Increased Current from motor wired in wye configuration

[philly]

If I have a 480V 6 lead motor that is intended to be wired in Delta, but is wired in wye would I expect to see more current for any given load (assuming motor is able to be started)

I am thinking that in a wye configuration the voltage at the motor is .58% of rated and therefore the torque is reduced to somewhere around 33% of rated. So since the torque is reduced shouldn't the motor be drawing higher current for any given loading on the motor under the new maximum avaliable torque value? Since the flux is reduced wont the motor try to make up for toque by pulling more current?

If the load now requires more than the new 33% rated torque value, wont the motor pull a higher than rated amount of current and trip?

So althgouh torque capability is reduced the motor will try to make up for it by pulling more current?

 

[Jraef]

It will try. But at the same time that you are reducing the effective voltage and torque,you are reducing the peak currents as well. So if, let's say, your LRC was 600% of FLC, then in Wye, it would be 33% of 600% of FLC, or roughly 200% of the original Delta FLC. If the motor completely stalls, that would be the scenario and the OL will trip, but not as quickly as it would at LRC if in Delta. If the motor does not completely stall, i.e. it continues to run at Break Down Torque and current, then it may take even longer. Lets say BTD is 250% FLT, so now you are at 33% of that 250% in Wye, that is 82.5% of Delta FLT, which may be enough to spin the load. Current will still be a lot higher, because in a Design B motor, BDT occurs at roughly 75-80% speed (20-25% Slip), so current will still be as high as 450%. So now you are at 33% of 450%, or 150% of the original FLC and if the OL is set for the Delta FLC, it will take a while to trip.
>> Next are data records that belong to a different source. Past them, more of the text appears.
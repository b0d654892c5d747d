//! Configuration errors and parsing helpers.

use std::time::Duration;

use thiserror::Error;

/// Configuration error types.
#[derive(Debug, Error)]
pub enum ConfigError {
    /// Failed to read a configuration source.
    #[error("failed to read config source: {0}")]
    IoError(#[from] std::io::Error),

    /// Failed to parse YAML configuration.
    #[error("failed to parse YAML config: {0}")]
    ParseError(#[from] serde_yaml::Error),

    /// The configuration source does not exist.
    #[error("config source not found: {0}")]
    Missing(String),

    /// Configuration validation failed.
    #[error("config validation error: {0}")]
    ValidationError(String),
}

/// Longest accepted polling interval (one day).
pub const MAX_INTERVAL: Duration = Duration::from_secs(24 * 60 * 60);

/// Parse a polling interval.
///
/// A bare integer is a number of seconds (`60`); anything else goes through
/// humantime (`30s`, `1m`, `1h30m`, `500ms`). Intervals above
/// [`MAX_INTERVAL`] are rejected.
///
/// # Examples
///
/// ```
/// use meterlog::config::parse_interval;
///
/// assert_eq!(parse_interval("60").unwrap().as_secs(), 60);
/// assert_eq!(parse_interval("2m").unwrap().as_secs(), 120);
/// assert!(parse_interval("0").unwrap().is_zero());
/// ```
pub fn parse_interval(s: &str) -> Result<Duration, String> {
    let s = s.trim();
    if s.is_empty() {
        return Err("interval is empty".to_string());
    }
    let interval = match s.parse::<u64>() {
        Ok(secs) => Duration::from_secs(secs),
        Err(_) => humantime::parse_duration(s).map_err(|e| e.to_string())?,
    };
    if interval > MAX_INTERVAL {
        return Err(format!(
            "interval {} exceeds the maximum of {}",
            humantime::format_duration(interval),
            humantime::format_duration(MAX_INTERVAL)
        ));
    }
    Ok(interval)
}

/// Expand environment variables in a string.
/// Supports ${VAR} and ${VAR:-default} syntax.
pub fn expand_env_vars(input: &str) -> String {
    static ENV_VAR_REGEX: std::sync::OnceLock<regex::Regex> = std::sync::OnceLock::new();

    let regex = ENV_VAR_REGEX.get_or_init(|| {
        regex::Regex::new(r"\$\{([A-Za-z_][A-Za-z0-9_]*)(?::-([^}]*))?\}")
            .expect("failed to compile env var regex")
    });

    regex
        .replace_all(input, |caps: &regex::Captures| {
            let var_name = &caps[1];
            let default_value = caps.get(2).map(|m| m.as_str()).unwrap_or("");
            std::env::var(var_name).unwrap_or_else(|_| default_value.to_string())
        })
        .into_owned()
}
So looking at the above curve plotted for both torque and current, you basically just shift everything lower on this curve when in Wye, the actions and reactions are the same. But if the load remains the same as it was in Delta, you hit the thermal limits of the motor more quickly.

 

[GeorgeB]

If I have a 480V 6 lead motor that is intended to be wired in Delta, but is wired in wye would I expect to see more current for any given load (assuming motor is able to be started)

Yes. Specific case, customer had a motor capable of being wye-delta operated who OEM installers wired wye ... effectively a 796V motor operating on 460V.

Load was hydraulic fixed pump, unloaded for starting and much of running. Frequently breakdown torque would be reached, motor would slow WAY down and overloads trip. Theoretical load (hydraulic pumps make good dummy loads) was about 85% of motor rated HP. The 2nd question I asked was if they were sure it was wired correctly ... answer was that OEM had checked that 3 times.

OEM had made 4 service calls and not found problem ... my employer was told to charge double, pay me at least double. They backcharged the OEM for all 4 of their service calls and for ours for their ineptitude. OUCH!

 

[Besoeker]

It will try. But at the same time that you are reducing the effective voltage and torque,you are reducing the peak currents as well. So if, let's say, your LRC was 600% of FLC, then in Wye, it would be 33% of 600% of FLC,

I have seen such statements elsewhere.
In star (Y) the LRC is 0.577 of what it would be in delta. and the torque about one third (being proportional to the square of the voltage).

 

[philly]

If the motor does not completely stall, i.e. it continues to run at Break Down Torque and current, then it may take even longer. Lets say BTD is 250% FLT, so now you are at 33% of that 250% in Wye, that is 82.5% of Delta FLT, which may be enough to spin the load. Current will still be a lot higher, because in a Design B motor, BDT occurs at roughly 75-80% speed (20-25% Slip), so current will still be as high as 450%. So now you are at 33% of 450%, or 150% of the original FLC and if the OL is set for the Delta FLC, it will take a while to trip.

So with this you are saying if we are operating at the new reduced breakdown torque? At this new breakdown torque we are at 82.5% of the origonal Full load torque. If that is the case then why do we not operate at the current associated with the origonal 82.5% of full load torque? I'm not sure how you take it from here? You mention 33% of 450 gives us 150% FLC? I dont follow how you arrive at this?

What if the load was operating below the breakdown torque at some value within the normal torque operating range? Could the current be under full load, but just be greater than the delta current for that particular load?

We have an instance where a drive on a VFD was stalling. The motor was stalling and the encoder was tripping out the drive. The strange part is the motor has a full load of 17A ans when stalling we only noticed the motor drawing about 4-5A. The motor was operating at very low speeds when this happened. We found the motor to be wired in a wye configuration. We changed the motor to a delta configuration and it seems to now work fine drawing about 7A or so. This doesnt make sense to me. I would have expected to see FLA or above when motor was stalling. I also would have expected to have seen current get reduced when we changed to the delta config. Any thoughts?